In Großbritannien ist die Überwachung wesentlich umfassender als in Deutschland. Bis zu 6 Millionen Kameras sind auf der Insel im Einsatz und sollen Sicherheit garantieren, auf etwa 11 Einwohner kommt also ein Gerät. Dem britischen Premierminister David Cameron ist das offenbar nicht genug - er will nicht nur das öffentliche Verhalten, sondern auch das private massiv überwachen. "Wir dürfen nicht zulassen, dass es Kommunikation gibt, die wir nicht mitlesen können", sagte Cameron, und nannte als Befugte etwa Geheimdienste und Polizei.

Video

Die Konservativen in Großbritannien begründen die Ankündigung mit den Anschlägen von Paris. Sie wollen Behörden offiziell die Erlaubnis geben, auch sämtliche verschlüsselte Kommunikation im Internet mitzulesen.
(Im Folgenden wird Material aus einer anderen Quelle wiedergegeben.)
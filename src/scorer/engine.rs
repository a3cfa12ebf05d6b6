use super::types::{BigramContribution, GradeRow, GradeTable};
use super::Grader;
use rayon::prelude::*;

/// Frequency-weighted sum of per-bigram costs, folded in row order.
pub fn weighted_sum(costs: &[f64], freqs: impl Iterator<Item = f64>) -> f64 {
    costs.iter().zip(freqs).map(|(c, f)| c * f).sum()
}

pub fn grade_one(grader: &Grader, layout: usize, language: usize) -> f64 {
    weighted_sum(
        grader.costs.layout_costs(layout),
        grader.frequencies.column(language).map(|(_, f)| f),
    )
}

/// Grades every layout against every language. Layout rows are computed in
/// parallel; each row's sums are sequential, so results match a serial run.
pub fn grade_all(grader: &Grader) -> GradeTable {
    let languages = grader.frequencies.languages().to_vec();
    let rows = grader
        .layouts
        .as_slice()
        .par_iter()
        .enumerate()
        .map(|(li, layout)| GradeRow {
            layout: layout.name().to_string(),
            grades: (0..languages.len())
                .map(|lang| grade_one(grader, li, lang))
                .collect(),
        })
        .collect();
    GradeTable { languages, rows }
}

/// Per-bigram contributions for one (layout, language), largest first.
pub fn breakdown(grader: &Grader, layout: usize, language: usize) -> Vec<BigramContribution> {
    let costs = grader.costs.layout_costs(layout);
    let mut out: Vec<BigramContribution> = grader
        .frequencies
        .column(language)
        .zip(costs)
        .map(|((bigram, frequency), &cost)| BigramContribution {
            bigram,
            frequency,
            cost,
            contribution: frequency * cost,
        })
        .collect();
    out.sort_by(|a, b| b.contribution.total_cmp(&a.contribution));
    out
}
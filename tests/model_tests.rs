mod common;

use common::{
    abcd_config, assert_close, bigram, frequencies, index_ring_config, model_from, SAMPLE_CONFIG,
};
use keygrade::error::GradeError;
use keygrade::penalties::{FingerPair, RowJump};
use keygrade::scorer::GraderBuilder;
use rstest::rstest;

#[test]
fn test_zero_weights_grade_zero() {
    let grader = GraderBuilder::new()
        .with_config_from_str(&abcd_config([0.0; 4]))
        .unwrap()
        .with_frequencies(frequencies("en", &[("ab", 1.0)]))
        .build()
        .unwrap();
    assert_eq!(grader.grade("abcd", "en").unwrap(), 0.0);
}

#[test]
fn test_changed_weight_moves_grade_by_that_weight() {
    let grader = GraderBuilder::new()
        .with_config_from_str(&abcd_config([1.0, 0.0, 0.0, 0.0]))
        .unwrap()
        .with_frequencies(frequencies("en", &[("ab", 1.0)]))
        .build()
        .unwrap();
    assert_eq!(grader.grade("abcd", "en").unwrap(), 1.0);
}

#[test]
fn test_cross_hand_cost_is_base_weights() {
    let (model, tables) = model_from(&abcd_config([0.5, 0.25, 0.0, 0.0]));
    let layout = tables.layouts.get("abcd").unwrap();
    let t = model.analyze(bigram("ab"), layout).unwrap().unwrap();
    assert!(!t.is_same_hand);
    assert_eq!(t.penalty, 0.0);
    assert_eq!(t.cost(), 0.75);
}

#[test]
fn test_same_hand_index_ring_row_jump() {
    let (model, tables) = model_from(&index_ring_config());
    let layout = tables.layouts.get("hand").unwrap();

    let t = model.analyze(bigram("ab"), layout).unwrap().unwrap();
    assert!(t.is_same_hand);
    assert_eq!(t.fingers, Some("ir".parse::<FingerPair>().unwrap()));
    assert_eq!(t.row_jump, Some(RowJump::RowJump1));
    assert_close(t.cost(), 0.25 + 1.0 + 0.5);
}

#[test]
fn test_swapped_order_without_entry_is_undefined() {
    let (model, tables) = model_from(&index_ring_config());
    let layout = tables.layouts.get("hand").unwrap();

    match model.cost(bigram("ba"), layout) {
        Err(GradeError::UndefinedPenalty { first, second, .. }) => {
            assert_eq!(first, "L10");
            assert_eq!(second, "L19");
        }
        other => panic!("expected UndefinedPenalty, got {:?}", other),
    }
}

#[test]
fn test_grader_build_fails_fast_on_undefined_penalty() {
    let result = GraderBuilder::new()
        .with_config_from_str(&index_ring_config())
        .unwrap()
        .with_frequencies(frequencies("en", &[("ab", 0.5), ("ba", 0.5)]))
        .build();
    assert!(matches!(result, Err(GradeError::UndefinedPenalty { .. })));
}

#[test]
fn test_repeated_character_has_no_penalty() {
    // A same-finger same-row penalty exists but typing one key twice skips it.
    let config = "[keys]\nL15 L16\n[weights]\n0.5 1\n[penalties]\n, same_row, row_jump1, row_jump2\npp, 9, 9, 9\n[layouts]\n>> x\na b\n";
    let (model, tables) = model_from(config);
    let layout = tables.layouts.get("x").unwrap();
    assert_eq!(model.cost(bigram("aa"), layout).unwrap(), 1.0);
    assert_eq!(model.cost(bigram("ab"), layout).unwrap(), 10.5);
}

#[test]
fn test_two_row_jump_uses_row_jump2() {
    // Pinky on row 1, ring on row 3.
    let config = "[keys]\nL01 L17\n[weights]\n1 2\n[penalties]\n, same_row, row_jump1, row_jump2\npr, 0, 0, 0.75\n[layouts]\n>> wide\na b\n";
    let (model, tables) = model_from(config);
    let layout = tables.layouts.get("wide").unwrap();

    let t = model.analyze(bigram("ab"), layout).unwrap().unwrap();
    assert_eq!(t.fingers, Some("pr".parse::<FingerPair>().unwrap()));
    assert_eq!(t.row_jump, Some(RowJump::RowJump2));
    assert_eq!(model.cost(bigram("ab"), layout).unwrap(), 3.75);
}

#[test]
fn test_row_jump_beyond_two_is_undefined() {
    let config = "[keys]\nL01 L22\n[weights]\n0 0\n[penalties]\n, same_row, row_jump1, row_jump2\npp, 1, 1, 1\n[layouts]\n>> tall\na b\n";
    let (model, tables) = model_from(config);
    let layout = tables.layouts.get("tall").unwrap();
    match model.cost(bigram("ab"), layout) {
        Err(GradeError::UndefinedPenalty { reason, .. }) => assert!(reason.contains("3 rows")),
        other => panic!("expected UndefinedPenalty, got {:?}", other),
    }
}

#[test]
fn test_unclassified_same_hand_key_is_undefined() {
    let config = "[keys]\nLx L15\n[weights]\n0 0\n[penalties]\n, same_row, row_jump1, row_jump2\npp, 1, 1, 1\n[layouts]\n>> odd\na b\n";
    let (model, tables) = model_from(config);
    let layout = tables.layouts.get("odd").unwrap();
    assert!(matches!(
        model.cost(bigram("ab"), layout),
        Err(GradeError::UndefinedPenalty { .. })
    ));
}

#[test]
fn test_missing_character_costs_zero() {
    let (model, tables) = model_from(&abcd_config([1.0; 4]));
    let layout = tables.layouts.get("abcd").unwrap();
    assert_eq!(model.cost(bigram("qu"), layout).unwrap(), 0.0);
    assert_eq!(model.cost(bigram("aq"), layout).unwrap(), 0.0);
    assert!(model.analyze(bigram("qa"), layout).unwrap().is_none());
}

// Sample data: rows 2-4, left e=L11 (0.8), d=L18 (0.3), t=L13 (1.2); right h=R20 (0.6).
#[rstest]
#[case("qwerty", "th", 1.2 + 0.6)]
#[case("qwerty", "ee", 0.8 + 0.8)]
#[case("qwerty", "ed", 0.8 + 0.3 + 2.0)]
#[case("qwerty", "de", 0.3 + 0.8 + 2.0)]
#[case("qwerty", "sa", 0.5 + 1.0 + 0.3)]
#[case("colemak", "th", 0.2 + 0.6)]
fn test_sample_costs(#[case] layout: &str, #[case] pair: &str, #[case] expected: f64) {
    let (model, tables) = model_from(SAMPLE_CONFIG);
    let layout = tables.layouts.get(layout).unwrap();
    assert_close(model.cost(bigram(pair), layout).unwrap(), expected);
}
Überspitzt könnte man auch sagen: Nicht lesbare Kommunikation soll ausdrücklich verboten sein. "Wir werden Terroristen keinen sicheren Raum mehr bieten, miteinander zu kommunizieren", sagte Cameron.

Da der britische Geheimdienst GCHQ den Unterlagen von Ex-NSA-Mitarbeiter Edward Snowden zufolge den transatlantischen Datenverkehr anlasslos überwacht und speichert, sind potenziell auch alle deutschen Internetnutzer unter Beobachtung der Briten. "Ich bin überzeugt, dass diese Mittel absolut richtig sind für eine moderne, liberale Demokratie", sagte der britische Premier.

Eigentlich wollte Cameron auch sämtliche Nutzeraktivitäten in sozialen Netzwerken, bei Internet-Telefonie, Sprachchats über Spielenetzwerke und bei besuchten Websites speichern lassen, schreibt die BBC. Diese Pläne seien aber am Widerstand des liberalen Koalitionspartners gescheitert.

Kapazitätsausbau und Verbote

Whatsapp ist die prominenteste Software, die von der Regelung betroffen wäre. Das Unternehmen hat eigenen Angaben zufolge mehr als 500 Millionen Nutzer weltweit und hatte im November eine Partnerschaft mit Open Whisper Systems angekündigt, um Nachrichten nur noch verschlüsselt zu übertragen. "Ich denke, dass ist die größte Einführung von Ende-zu-Ende-Verschlüsselung, die es je gab", sagte der Entwickler von Open Whisper Systems. Viele andere Messenger benutzen ebenfalls verschlüsselte Übertragung, etwa iMessage von Apple, Snapchat, Facetime oder Threema.

Wenn Cameron die nun angekündigten Regelungen umsetzt, wird dies Folgen haben. Die britischen Behörden müssten ihre Rechenkapazitäten massiv ausweiten, um jegliche verschlüsselte Kommunikation knacken zu können. Sie könnten auch einfach bestimmte Verschlüsselungsmethoden verbieten, um den Ermittlern die Arbeit zu erleichtern.

Bereits jetzt können britische Gerichte Gefängnisstrafen von bis zu fünf Jahren aussprechen, wenn eine Person es trotz Anordnung der Behörden nicht ermöglicht, die eigene verschlüsselte Kommunikation lesen zu können. Das derzeitige Gesetz zur Kommunikationsüberwachung läuft im Jahr 2016 aus. Cameron kündigte die Neuregelung für eine mögliche kommende Amtszeit an. Das Britische Unterhaus wird am 7. Mai gewählt.